**WORK ORDER**
Keeping every word and mark, copy all of the data.

**THE DATA**
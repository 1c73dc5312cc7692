//! Preference Store: libSQL-backed storage for decisions, opt-outs, and
//! learned preferences.

pub mod libsql_backend;
pub mod migrations;
pub mod traits;

pub use libsql_backend::LibSqlBackend;
pub use traits::{PatternKind, Preference, PreferenceStore, StoredDecision};
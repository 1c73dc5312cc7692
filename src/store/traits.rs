//! `PreferenceStore` trait: single async interface for all persistence.
//!
//! Holds the decision history, opt-out records, and learned preferences.
//! Passed to the session as an explicit handle.

use std::collections::HashSet;
use std::fmt;

use async_trait::async_trait;
use chrono::{DateTime, Utc};

use crate::error::DatabaseError;
use crate::optout::{OptOutRecord, OptOutStats};
use crate::pipeline::types::{Decision, Disposition, Message};

/// What a learned preference matches on.
#[derive(Debug, Clone, Copy, PartialEq, Eq, Hash)]
pub enum PatternKind {
    Sender,
    Domain,
    SubjectKeyword,
}

impl PatternKind {
    pub fn as_str(&self) -> &'static str {
        match self {
            Self::Sender => "sender",
            Self::Domain => "domain",
            Self::SubjectKeyword => "subject_keyword",
        }
    }

    pub fn parse(s: &str) -> Option<Self> {
        match s {
            "sender" => Some(Self::Sender),
            "domain" => Some(Self::Domain),
            "subject_keyword" | "keyword" => Some(Self::SubjectKeyword),
            _ => None,
        }
    }
}

impl fmt::Display for PatternKind {
    fn fmt(&self, f: &mut fmt::Formatter<'_>) -> fmt::Result {
        f.write_str(self.as_str())
    }
}

/// A learned triage rule.
#[derive(Debug, Clone, PartialEq)]
pub struct Preference {
    pub id: i64,
    pub kind: PatternKind,
    pub value: String,
    pub disposition: Disposition,
    pub confidence: f32,
    pub usage_count: u32,
    pub updated_at: DateTime<Utc>,
}

/// A persisted decision with the message context it was made on.
#[derive(Debug, Clone)]
pub struct StoredDecision {
    pub decision: Decision,
    pub sender: String,
    pub subject: String,
    pub applied: bool,
}

/// Backend-agnostic store for decisions, opt-outs, and preferences.
#[async_trait]
pub trait PreferenceStore: Send + Sync {
    // ── Decisions ───────────────────────────────────────────────────

    /// Durably record a decision. Re-recording a message replaces it.
    async fn record_decision(
        &self,
        decision: &Decision,
        message: &Message,
    ) -> Result<(), DatabaseError>;

    /// Mark a decision as carried out on the mailbox.
    async fn mark_applied(&self, message_id: &str) -> Result<(), DatabaseError>;

    /// The subset of `message_ids` whose decision was already applied.
    async fn applied_message_ids(
        &self,
        message_ids: &[String],
    ) -> Result<HashSet<String>, DatabaseError>;

    async fn get_decision(&self, message_id: &str)
    -> Result<Option<StoredDecision>, DatabaseError>;

    /// Decision counts per disposition across all sessions.
    async fn decision_counts(&self) -> Result<Vec<(Disposition, u64)>, DatabaseError>;

    // ── Opt-outs ────────────────────────────────────────────────────

    async fn get_opt_out(&self, sender: &str) -> Result<Option<OptOutRecord>, DatabaseError>;

    /// Insert or replace the record for `record.sender`.
    async fn put_opt_out(&self, record: &OptOutRecord) -> Result<(), DatabaseError>;

    async fn opt_out_stats(&self) -> Result<OptOutStats, DatabaseError>;

    // ── Preferences ─────────────────────────────────────────────────

    /// Strengthen (or create) the preference for a pattern.
    async fn reinforce_preference(
        &self,
        kind: PatternKind,
        value: &str,
        disposition: Disposition,
    ) -> Result<(), DatabaseError>;

    /// Preferences for an exact pattern, strongest first.
    async fn find_preferences(
        &self,
        kind: PatternKind,
        value: &str,
    ) -> Result<Vec<Preference>, DatabaseError>;

    /// Strongest preferences overall.
    async fn list_preferences(&self, limit: usize) -> Result<Vec<Preference>, DatabaseError>;

    /// Add a preference by hand. Returns its id.
    async fn add_preference(
        &self,
        kind: PatternKind,
        value: &str,
        disposition: Disposition,
        confidence: f32,
    ) -> Result<i64, DatabaseError>;

    /// Delete a preference. Returns whether it existed.
    async fn delete_preference(&self, id: i64) -> Result<bool, DatabaseError>;
}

**SOLUTION BELOW**
repository 1c73dc5312cc7692
//! Preference Store: libSQL-backed storage for decisions, opt-outs, and
//! learned preferences.

pub mod libsql_backend;
pub mod migrations;
pub mod traits;

pub use libsql_backend::LibSqlBackend;
pub use traits::{PatternKind, Preference, PreferenceStore, StoredDecision};
repository 1c73dc5312cc7692
filename src/store/traits.rs
//! `PreferenceStore` trait: single async interface for all persistence.
//!
//! Holds the decision history, opt-out records, and learned preferences.
//! Passed to the session as an explicit handle.

use std::collections::HashSet;
use std::fmt;

use async_trait::async_trait;
use chrono::{DateTime, Utc};

use crate::error::DatabaseError;
use crate::optout::{OptOutRecord, OptOutStats};
use crate::pipeline::types::{Decision, Disposition, Message};

/// What a learned preference matches on.
#[derive(Debug, Clone, Copy, PartialEq, Eq, Hash)]
pub enum PatternKind {
    Sender,
    Domain,
    SubjectKeyword,
}

impl PatternKind {
    pub fn as_str(&self) -> &'static str {
        match self {
            Self::Sender => "sender",
            Self::Domain => "domain",
            Self::SubjectKeyword => "subject_keyword",
        }
    }

    pub fn parse(s: &str) -> Option<Self> {
        match s {
            "sender" => Some(Self::Sender),
            "domain" => Some(Self::Domain),
            "subject_keyword" | "keyword" => Some(Self::SubjectKeyword),
            _ => None,
        }
    }
}

impl fmt::Display for PatternKind {
    fn fmt(&self, f: &mut fmt::Formatter<'_>) -> fmt::Result {
        f.write_str(self.as_str())
    }
}

/// A learned triage rule.
#[derive(Debug, Clone, PartialEq)]
pub struct Preference {
    pub id: i64,
    pub kind: PatternKind,
    pub value: String,
    pub disposition: Disposition,
    pub confidence: f32,
    pub usage_count: u32,
    pub updated_at: DateTime<Utc>,
}

/// A persisted decision with the message context it was made on.
#[derive(Debug, Clone)]
pub struct StoredDecision {
    pub decision: Decision,
    pub sender: String,
    pub subject: String,
    pub applied: bool,
}

/// Backend-agnostic store for decisions, opt-outs, and preferences.
#[async_trait]
pub trait PreferenceStore: Send + Sync {
    // ── Decisions ───────────────────────────────────────────────────

    /// Durably record a decision. Re-recording a message replaces it.
    async fn record_decision(
        &self,
        decision: &Decision,
        message: &Message,
    ) -> Result<(), DatabaseError>;

    /// Mark a decision as carried out on the mailbox.
    async fn mark_applied(&self, message_id: &str) -> Result<(), DatabaseError>;

    /// The subset of `message_ids` whose decision was already applied.
    async fn applied_message_ids(
        &self,
        message_ids: &[String],
    ) -> Result<HashSet<String>, DatabaseError>;

    async fn get_decision(&self, message_id: &str)
    -> Result<Option<StoredDecision>, DatabaseError>;

    /// Decision counts per disposition across all sessions.
    async fn decision_counts(&self) -> Result<Vec<(Disposition, u64)>, DatabaseError>;

    // ── Opt-outs ────────────────────────────────────────────────────

    async fn get_opt_out(&self, sender: &str) -> Result<Option<OptOutRecord>, DatabaseError>;

    /// Insert or replace the record for `record.sender`.
    async fn put_opt_out(&self, record: &OptOutRecord) -> Result<(), DatabaseError>;

    async fn opt_out_stats(&self) -> Result<OptOutStats, DatabaseError>;

    // ── Preferences ─────────────────────────────────────────────────

    /// Strengthen (or create) the preference for a pattern.
    async fn reinforce_preference(
        &self,
        kind: PatternKind,
        value: &str,
        disposition: Disposition,
    ) -> Result<(), DatabaseError>;

    /// Preferences for an exact pattern, strongest first.
    async fn find_preferences(
        &self,
        kind: PatternKind,
        value: &str,
    ) -> Result<Vec<Preference>, DatabaseError>;

    /// Strongest preferences overall.
    async fn list_preferences(&self, limit: usize) -> Result<Vec<Preference>, DatabaseError>;

    /// Add a preference by hand. Returns its id.
    async fn add_preference(
        &self,
        kind: PatternKind,
        value: &str,
        disposition: Disposition,
        confidence: f32,
    ) -> Result<i64, DatabaseError>;

    /// Delete a preference. Returns whether it existed.
    async fn delete_preference(&self, id: i64) -> Result<bool, DatabaseError>;
}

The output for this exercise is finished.